Adding na.locf
my-R-help opened this issue · 2 comments
I think it would be nice to have the equivalent of zoo::na.locf
in RcppRoll as well.
And it would be nice to limit how far the NAs are carried forward (or backward if fromLast=T
). This is similar to the maxgap
argument, but the difference is that maxgap
just kills everything (which I think is not good, or deserves an additional argument):
x <- 1:8
x[4:5] <- NA
na.locf(x, maxgap = 1) # Current `zoo` behavior.
[1] 1 2 3 NA NA 6 7 8
na.locf(x, maxcarry = 1) # This is what I mean.
[1] 1 2 3 3 NA 6 7 8
Any particular reason why we want to re-implement this in RcppRoll
-- is it unnecessarily slow?
I don't have a specific answer to that question, but I can describe my reasoning behind this issue.
First of all, I felt that it would fit nicely with the overall idea of RcppRoll, i.e. filling values in a vector or matrix based on various rules.
Second, often one does not need the full time series functionality of zoo or xts, and just uses the roll or na.locf functions. (This is the case for me, since I do most of my stuff with data.table nowadays.) So instead of loading yet another library, I think it would be nice to make RcppRoll more self-contained.
Third, na.locf just kills the whole carry forward (or backward) if the maxgap argument is set and the gap is longer than maxgap. This is what I have meant in my previous comment above. While it may make sense for some applications, it may not be what you need in others.

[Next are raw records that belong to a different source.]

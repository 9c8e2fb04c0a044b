//! # Playback Session Core
//!
//! Coordinates a native playback engine, a mutable media queue, host audio
//! focus and periodic status reporting behind a single session state machine.
//!
//! ## Overview
//!
//! - [`queue`]: ordered media items with a current-item cursor
//! - [`queue_editor`]: mirrors queue edits onto the engine timeline
//! - [`backend`]: serialises engine calls and stamps engine events with a
//!   load generation
//! - [`poller`]: position and buffering timers
//! - [`focus`]: audio focus requests and reactions to focus changes
//! - [`session`] / [`handle`]: the owner task and its command surface
//!
//! ## Usage
//!
//! ```ignore
//! use core_playback::{MediaItem, PlaybackSession, PlaybackSettings};
//! use core_runtime::config::SessionConfig;
//!
//! let config = SessionConfig::builder().engine(engine).build()?;
//! let session = PlaybackSession::spawn(config, PlaybackSettings::default()).await?;
//!
//! session.set_queue(vec![MediaItem::from_uri("https://example.com/a.mp3")]).await?;
//! session.play().await?;
//! ```

pub mod backend;
pub mod config;
pub mod error;
pub mod focus;
pub mod handle;
pub mod poller;
pub mod queue;
pub mod queue_editor;
pub mod session;

#[cfg(test)]
mod test_support;

pub use config::{NavigationMode, PlaybackSettings};
pub use error::{PlaybackError, Result};
pub use handle::{PlaybackSnapshot, SessionHandle};
pub use queue::{ItemId, MediaItem, MediaMetadata, MediaQueue};
pub use session::PlaybackSession;
//! # Playback Settings
//!
//! Tunables for a playback session: polling cadence, queue navigation and
//! focus ducking levels.

use crate::error::{PlaybackError, Result};
use serde::{Deserialize, Serialize};
use std::time::Duration;

/// What `Next()`/`Previous()` do at the ends of the queue.
#[derive(Debug, Clone, Copy, PartialEq, Eq, Default, Serialize, Deserialize)]
pub enum NavigationMode {
    /// Continue at the opposite end.
    Wrap,
    /// Stay on the first/last item.
    #[default]
    NoWrap,
}

/// Playback session settings.
#[derive(Debug, Clone, PartialEq, Serialize, Deserialize)]
pub struct PlaybackSettings {
    /// Period of the status timer sampling playback position.
    ///
    /// Default: 1 second.
    #[serde(default = "default_status_interval")]
    pub status_interval: Duration,

    /// Period of the buffering timer sampling download progress.
    ///
    /// Default: 1 second.
    #[serde(default = "default_buffering_interval")]
    pub buffering_interval: Duration,

    /// Queue navigation at the boundaries.
    ///
    /// Default: `NoWrap`.
    #[serde(default)]
    pub navigation: NavigationMode,

    /// Output volume while ducked for a transient focus loss.
    ///
    /// Default: 0.2.
    #[serde(default = "default_duck_volume")]
    pub duck_volume: f32,

    /// Output volume restored when focus comes back.
    ///
    /// Default: 1.0.
    #[serde(default = "default_full_volume")]
    pub full_volume: f32,
}

impl Default for PlaybackSettings {
    fn default() -> Self {
        Self {
            status_interval: default_status_interval(),
            buffering_interval: default_buffering_interval(),
            navigation: NavigationMode::default(),
            duck_volume: default_duck_volume(),
            full_volume: default_full_volume(),
        }
    }
}

impl PlaybackSettings {
    /// Faster polling for UIs with a scrubbing progress bar.
    pub fn responsive() -> Self {
        Self {
            status_interval: Duration::from_millis(250),
            buffering_interval: Duration::from_millis(250),
            ..Default::default()
        }
    }

    pub fn with_navigation(mut self, navigation: NavigationMode) -> Self {
        self.navigation = navigation;
        self
    }

    /// Validate configuration values.
    pub fn validate(&self) -> Result<()> {
        if self.status_interval.is_zero() {
            return Err(PlaybackError::Config(
                "status_interval must be > 0".to_string(),
            ));
        }

        if self.buffering_interval.is_zero() {
            return Err(PlaybackError::Config(
                "buffering_interval must be > 0".to_string(),
            ));
        }

        for (name, volume) in [
            ("duck_volume", self.duck_volume),
            ("full_volume", self.full_volume),
        ] {
            if !(0.0..=1.0).contains(&volume) {
                return Err(PlaybackError::Config(format!(
                    "{name} must be between 0.0 and 1.0"
                )));
            }
        }

        if self.duck_volume > self.full_volume {
            return Err(PlaybackError::Config(
                "duck_volume cannot exceed full_volume".to_string(),
            ));
        }

        Ok(())
    }
}

// Default value functions for serde

fn default_status_interval() -> Duration {
    Duration::from_secs(1)
}

fn default_buffering_interval() -> Duration {
    Duration::from_secs(1)
}

fn default_duck_volume() -> f32 {
    0.2
}

fn default_full_volume() -> f32 {
    1.0
}
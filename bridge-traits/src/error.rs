use thiserror::Error;

#[derive(Error, Debug)]
pub enum BridgeError {
    #[error("Bridge capability not available: {0}")]
    NotAvailable(String),

    #[error("Bridge operation failed: {0}")]
    OperationFailed(String),

    #[error("Engine rejected command `{command}`: {reason}")]
    EngineRejected {
        command: &'static str,
        reason: String,
    },
}

pub type Result<T> = std::result::Result<T, BridgeError>;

Fourth, na.locf in zoo is written in R, which means there are probably some performance gains to be made using Rcpp. I haven't run any benchmarks, but my feeling is that it's not overly fast (while on the other hand I also don't recall it being excessively slow, but looking at the source code, it uses apply
, which makes me think that it can't be very fast in all cases).